Music: Janelle Monae
For visionary pop star Janelle Monae, "music is my weapon."
Yet on the phone Monday, Monae was polite, monotone and businesslike -- more like she was applying for a job that she didn't really want than giving an interview to promote her performance next Thursday at First Avenue opening for her friends, Georgia cult rockers Of Montreal.
Monae, 24, always dreams big. She has ever since she was a kid in Kansas City with her sights set on Broadway.
"I have the right to my imagination," said Monae, an OutKast protégée who was signed by P. Diddy in 2008. "And music is my weapon for those who try to get in my way."
Her "ArchAndroid" is the most extravagant and wildly eclectic recording of 2010, a 69-minute concept album about a 28th-century android who is sent back to the 21st century to liberate Metropolis from oppressors.
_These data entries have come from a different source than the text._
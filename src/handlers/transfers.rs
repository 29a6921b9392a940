//! Transfer HTTP handler.
//!
//! `POST /api/v1/transfers` deserializes the request, opens a PostgreSQL
//! unit of work and hands it to the transfer executor. The handler owns no
//! business logic; error mapping to HTTP status codes lives in
//! [`crate::error`].

use crate::{
    db::DbPool,
    error::AppError,
    middleware::auth::AuthContext,
    models::transaction::{TransferRequest, TransferResponse},
    services::{
        pg_uow::PgTransferUow,
        transfer::{self, TransferCommand, TransferError},
    },
};
use axum::{Extension, Json, extract::State, http::StatusCode};

/// Move money between two accounts.
///
/// # Request Body
///
/// ```json
/// {
///   "from_account_id": 1,
///   "to_account_id": 2,
///   "amount": "30.00",
///   "currency": "USD",
///   "date": "2024-01-01"
/// }
/// ```
///
/// # Responses
///
/// - **201 Created**: transfer applied; both ledger row ids returned
/// - **400 Bad Request**: non-positive amount, self-transfer, bad currency
/// - **404 Not Found**: either account id does not resolve
/// - **422 Unprocessable Entity**: insufficient funds
/// - **500 Internal Server Error**: the unit of work failed; nothing persisted
pub async fn create_transfer(
    State(pool): State<DbPool>,
    Extension(auth): Extension<AuthContext>,
    Json(request): Json<TransferRequest>,
) -> Result<(StatusCode, Json<TransferResponse>), AppError> {
    let command = TransferCommand {
        from_account_id: request.from_account_id,
        to_account_id: request.to_account_id,
        amount: request.amount,
        currency: request.currency,
        date: request.date,
    };

    let uow = PgTransferUow::begin(&pool)
        .await
        .map_err(TransferError::from)?;
    let outcome = transfer::execute(uow, &command).await?;

    tracing::info!(
        user = %auth.username,
        from = command.from_account_id,
        to = command.to_account_id,
        amount = %command.amount,
        "transfer completed"
    );

    Ok((
        StatusCode::CREATED,
        Json(TransferResponse {
            message: "Transfer successful".to_string(),
            debit_transaction_id: outcome.debit_entry_id,
            credit_transaction_id: outcome.credit_entry_id,
        }),
    ))
}
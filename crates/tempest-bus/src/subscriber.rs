//! # Subscriber
//!
//! Receive side of a [`BroadcastHub`](crate::BroadcastHub).

use std::fmt;
use std::pin::Pin;
use std::sync::Weak;
use std::task::{Context, Poll};
use thiserror::Error;
use tokio::sync::mpsc;
use tokio::sync::mpsc::error::TryRecvError;
use tokio_stream::Stream;

/// Identifier of a subscription, unique for the lifetime of its hub.
pub type SubscriptionId = u64;

/// Errors from subscription operations.
#[derive(Debug, Error, Clone, PartialEq, Eq)]
pub enum SubscriptionError {
    /// The subscription was cancelled or its hub was closed.
    #[error("Subscription closed")]
    Closed,
}

/// Hub side of a cancellation: remove and close one subscription.
pub(crate) trait Detach: Send + Sync {
    fn detach(&self, id: SubscriptionId);
}

/// Cloneable handle that cancels one subscription.
///
/// Cancelling is idempotent and safe after the hub has been closed or dropped.
#[derive(Clone)]
pub struct Canceller {
    hub: Option<Weak<dyn Detach>>,
    id: SubscriptionId,
}

impl Canceller {
    pub(crate) fn new(hub: Weak<dyn Detach>, id: SubscriptionId) -> Self {
        Self { hub: Some(hub), id }
    }

    pub(crate) fn noop() -> Self {
        Self { hub: None, id: 0 }
    }

    /// Remove the subscription from its hub and close its delivery queue.
    pub fn cancel(&self) {
        if let Some(hub) = self.hub.as_ref().and_then(Weak::upgrade) {
            hub.detach(self.id);
        }
    }
}

impl fmt::Debug for Canceller {
    fn fmt(&self, f: &mut fmt::Formatter<'_>) -> fmt::Result {
        f.debug_struct("Canceller")
            .field("id", &self.id)
            .field("bound", &self.hub.is_some())
            .finish()
    }
}

/// A subscription handle for receiving values published on a hub.
///
/// Values arrive in publish order. The handle yields `None` once the
/// subscription is cancelled or the hub is closed and everything already
/// accepted has been delivered.
///
/// Dropping the handle cancels the subscription.
pub struct Subscription<T> {
    id: SubscriptionId,
    receiver: mpsc::Receiver<T>,
    canceller: Canceller,
}

impl<T> Subscription<T> {
    pub(crate) fn new(id: SubscriptionId, receiver: mpsc::Receiver<T>, canceller: Canceller) -> Self {
        Self {
            id,
            receiver,
            canceller,
        }
    }

    /// A handle that is already closed and whose cancel does nothing.
    pub(crate) fn closed() -> Self {
        let (sender, receiver) = mpsc::channel(1);
        drop(sender);
        Self::new(0, receiver, Canceller::noop())
    }

    /// Subscription identifier. Zero for a handle obtained from a closed hub.
    pub fn id(&self) -> SubscriptionId {
        self.id
    }

    /// Receive the next value.
    ///
    /// # Returns
    ///
    /// - `Some(value)` - The next value in publish order
    /// - `None` - The subscription is closed
    pub async fn recv(&mut self) -> Option<T> {
        self.receiver.recv().await
    }

    /// Blocking variant of [`recv`](Self::recv) for plain threads.
    ///
    /// # Panics
    ///
    /// Panics when called from within an asynchronous execution context.
    pub fn blocking_recv(&mut self) -> Option<T> {
        self.receiver.blocking_recv()
    }

    /// Try to receive the next value without blocking.
    ///
    /// # Returns
    ///
    /// - `Ok(Some(value))` - A value was available
    /// - `Ok(None)` - Nothing available yet
    /// - `Err(SubscriptionError::Closed)` - The subscription is closed
    pub fn try_recv(&mut self) -> Result<Option<T>, SubscriptionError> {
        match self.receiver.try_recv() {
            Ok(value) => Ok(Some(value)),
            Err(TryRecvError::Empty) => Ok(None),
            Err(TryRecvError::Disconnected) => Err(SubscriptionError::Closed),
        }
    }

    /// Cancel the subscription.
    ///
    /// Values still waiting in the subscriber queue are discarded. Values the
    /// delivery worker already handed to this receive handle are still
    /// returned by `recv` before it yields `None`.
    pub fn cancel(&self) {
        self.canceller.cancel();
    }

    /// A cloneable cancel handle for use from another task or thread.
    pub fn canceller(&self) -> Canceller {
        self.canceller.clone()
    }
}

impl<T> fmt::Debug for Subscription<T> {
    fn fmt(&self, f: &mut fmt::Formatter<'_>) -> fmt::Result {
        f.debug_struct("Subscription").field("id", &self.id).finish()
    }
}

impl<T> Drop for Subscription<T> {
    fn drop(&mut self) {
        self.canceller.cancel();
    }
}

impl<T> Stream for Subscription<T> {
    type Item = T;

    fn poll_next(mut self: Pin<&mut Self>, cx: &mut Context<'_>) -> Poll<Option<Self::Item>> {
        self.receiver.poll_recv(cx)
    }
}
If you don't dig the sci-fi story, you can still groove to the music. "The ArchAndroid" has received glow-in-the-dark reviews.
"I'm very grateful, very humbled," the soft-spoken Monae said of the rave reaction. "I haven't gotten too high off the praises and accolades, and I haven't gotten too low off of any opinions or critiques."
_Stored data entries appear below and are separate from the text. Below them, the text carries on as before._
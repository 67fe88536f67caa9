//! Identity registry: stable identifier → last observed value.
//!
//! A fresh registry is installed on every connect and disconnect, so entries
//! never leak from one session into the next.

use crate::error::{SessionError, SessionResult};
use crate::ports::outbound::Identity;
use dashmap::DashMap;
use std::hash::Hash;

/// Concurrent cache of lookup results keyed by a stable identifier.
///
/// Last write wins. The default key (empty string for `String`) is never
/// stored.
#[derive(Debug)]
pub struct IdentityRegistry<K, V>
where
    K: Eq + Hash,
{
    store: DashMap<K, V>,
}

impl<K, V> Default for IdentityRegistry<K, V>
where
    K: Eq + Hash,
{
    fn default() -> Self {
        Self {
            store: DashMap::new(),
        }
    }
}

impl<K, V> IdentityRegistry<K, V>
where
    K: Eq + Hash + Clone + Default,
    V: Clone,
{
    pub fn new() -> Self {
        Self::default()
    }

    /// Store `value` under `key`. Same as [`rebind`](Self::rebind).
    pub fn bind(&self, key: K, value: V) -> Option<V> {
        self.rebind(key, value)
    }

    /// Store `value` under `key`, replacing any previous binding.
    ///
    /// Returns the replaced value. A default key is ignored.
    pub fn rebind(&self, key: K, value: V) -> Option<V> {
        if key == K::default() {
            return None;
        }
        self.store.insert(key, value)
    }

    /// Current binding for `key`.
    pub fn get(&self, key: &K) -> Option<V> {
        self.store.get(key).map(|entry| entry.value().clone())
    }

    /// Remove the binding for `key`, returning it.
    pub fn delete(&self, key: &K) -> Option<V> {
        self.store.remove(key).map(|(_, value)| value)
    }

    /// Visit entries in unspecified order until `visit` returns `false`.
    pub fn iterate<F>(&self, mut visit: F)
    where
        F: FnMut(&K, &V) -> bool,
    {
        for entry in self.store.iter() {
            if !visit(entry.key(), entry.value()) {
                break;
            }
        }
    }

    pub fn len(&self) -> usize {
        self.store.len()
    }

    pub fn is_empty(&self) -> bool {
        self.store.is_empty()
    }
}

impl<V> IdentityRegistry<String, V>
where
    V: Identity + Clone,
{
    /// Store `value` under its own stable identifier and return that
    /// identifier.
    pub fn bind_identity(&self, value: V) -> SessionResult<String> {
        let id = value
            .stable_id()
            .filter(|id| !id.is_empty())
            .ok_or(SessionError::IdentifierUnavailable)?;
        self.store.insert(id.clone(), value);
        Ok(id)
    }
}
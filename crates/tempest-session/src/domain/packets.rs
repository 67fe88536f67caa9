//! Packet identifier ↔ display name mapping.
//!
//! Built once per connect from the packet catalog. Display names are
//! normalized: a leading pointer/reference marker and any path prefix up to
//! the last `.` or `::` are stripped, so `*packet.Text` and
//! `protocol::packet::Text` both become `Text`.

use crate::ports::outbound::PacketEntry;
use serde::Serialize;
use std::collections::HashMap;

/// Bidirectional packet mapping. Last writer wins on a name collision.
#[derive(Clone, Debug, Default, PartialEq, Eq, Serialize)]
pub struct PacketMapping {
    name_to_id: HashMap<String, u32>,
    id_to_name: HashMap<u32, String>,
}

impl PacketMapping {
    /// Build the mapping, skipping entries without a usable name.
    pub fn from_catalog<I>(entries: I) -> Self
    where
        I: IntoIterator<Item = PacketEntry>,
    {
        let mut mapping = Self::default();
        for entry in entries {
            let Some(name) = entry.name.as_deref().and_then(display_name) else {
                continue;
            };
            mapping.name_to_id.insert(name.to_string(), entry.id);
            mapping.id_to_name.insert(entry.id, name.to_string());
        }
        mapping
    }

    /// Identifier for a display name.
    pub fn id(&self, name: &str) -> Option<u32> {
        self.name_to_id.get(name).copied()
    }

    /// Display name for an identifier.
    pub fn name(&self, id: u32) -> Option<&str> {
        self.id_to_name.get(&id).map(String::as_str)
    }

    /// Display name → identifier table.
    pub fn name_to_id(&self) -> &HashMap<String, u32> {
        &self.name_to_id
    }

    /// Identifier → display name table.
    pub fn id_to_name(&self) -> &HashMap<u32, String> {
        &self.id_to_name
    }

    /// Number of distinct identifiers.
    pub fn len(&self) -> usize {
        self.id_to_name.len()
    }

    pub fn is_empty(&self) -> bool {
        self.id_to_name.is_empty()
    }
}

/// Canonical short name for a raw catalog name. `None` if nothing is left.
pub fn display_name(raw: &str) -> Option<&str> {
    let trimmed = raw.trim().trim_start_matches(['*', '&']);

    let cut = [trimmed.rfind("::").map(|i| i + 2), trimmed.rfind('.').map(|i| i + 1)]
        .into_iter()
        .flatten()
        .max();

    let short = match cut {
        // A trailing separator leaves nothing to keep; fall back to the whole.
        Some(start) if start < trimmed.len() => &trimmed[start..],
        _ => trimmed,
    };

    (!short.is_empty()).then_some(short)
}
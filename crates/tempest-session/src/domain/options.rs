//! Connect parameters handed to the connector.

use crate::error::{SessionError, SessionResult};
use serde::{Deserialize, Serialize};
use std::fmt;

/// Parameters required to dial a server.
///
/// Only `server_code` is mandatory; everything else is passed through to the
/// connector untouched apart from whitespace trimming.
#[derive(Clone, Default, PartialEq, Eq, Serialize, Deserialize)]
#[serde(default)]
pub struct ConnectOptions {
    /// Authentication server address
    pub auth_server: String,
    pub username: String,
    pub password: String,
    /// Pre-issued auth token, used instead of username/password
    pub token: String,
    /// Server to join
    pub server_code: String,
    pub server_password: String,
}

impl ConnectOptions {
    /// Options for `server_code` with no credentials.
    pub fn new(server_code: impl Into<String>) -> Self {
        Self {
            server_code: server_code.into(),
            ..Self::default()
        }
    }

    #[must_use]
    pub fn with_auth_server(mut self, address: impl Into<String>) -> Self {
        self.auth_server = address.into();
        self
    }

    #[must_use]
    pub fn with_token(mut self, token: impl Into<String>) -> Self {
        self.token = token.into();
        self
    }

    #[must_use]
    pub fn with_credentials(
        mut self,
        username: impl Into<String>,
        password: impl Into<String>,
    ) -> Self {
        self.username = username.into();
        self.password = password.into();
        self
    }

    #[must_use]
    pub fn with_server_password(mut self, password: impl Into<String>) -> Self {
        self.server_password = password.into();
        self
    }

    /// Trim identification fields and check that the required ones are set.
    ///
    /// Passwords are kept verbatim.
    pub fn validate(mut self) -> SessionResult<Self> {
        self.auth_server = self.auth_server.trim().to_string();
        self.username = self.username.trim().to_string();
        self.token = self.token.trim().to_string();
        self.server_code = self.server_code.trim().to_string();

        if self.server_code.is_empty() {
            return Err(SessionError::invalid_options("server code is required"));
        }
        Ok(self)
    }
}

fn redact(value: &str) -> &'static str {
    if value.is_empty() {
        ""
    } else {
        "<redacted>"
    }
}

impl fmt::Debug for ConnectOptions {
    fn fmt(&self, f: &mut fmt::Formatter<'_>) -> fmt::Result {
        f.debug_struct("ConnectOptions")
            .field("auth_server", &self.auth_server)
            .field("username", &self.username)
            .field("password", &redact(&self.password))
            .field("token", &redact(&self.token))
            .field("server_code", &self.server_code)
            .field("server_password", &redact(&self.server_password))
            .finish()
    }
}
One of the more remarkable aspects of the album is Monae's authoritative grasp of so many styles of music -- from funk and folk to classical and bossa nova. The musical diversity, she said, "just comes natural. It's not for the sake of being different or for any political reasons. I also feel for my generation, it's important that a lot of the music that has come before me -- and definitely has inspired me -- remains preserved."
With her art, Monae is trying to help young women "find their space in this world. I think it's definitely important that we celebrate each other's differences as it pertains to music and art and all those things. It opens up more doors, and people become more comfortable with themselves and not feeling like there isn't a place for them."
If that sounds a little bit like Lady Gaga preaching, well, they seem to be kindred spirits from different planets.
"I like Lady Gaga," Monae said. "I appreciate her theatrics. I'm a theater student. I appreciate her being able to play the piano and her standing up to bring people together. What she is doing for the gay community is a really, really noble thing. People are happy to have her to be their voice. There are so many different people that need a voice. That's what I'm doing. I'm creating a voice and individuality and telling people 'it's OK to celebrate our differences.' I'm not about catering to a red state or a blue state; I'm about creating a purple state where we all can live."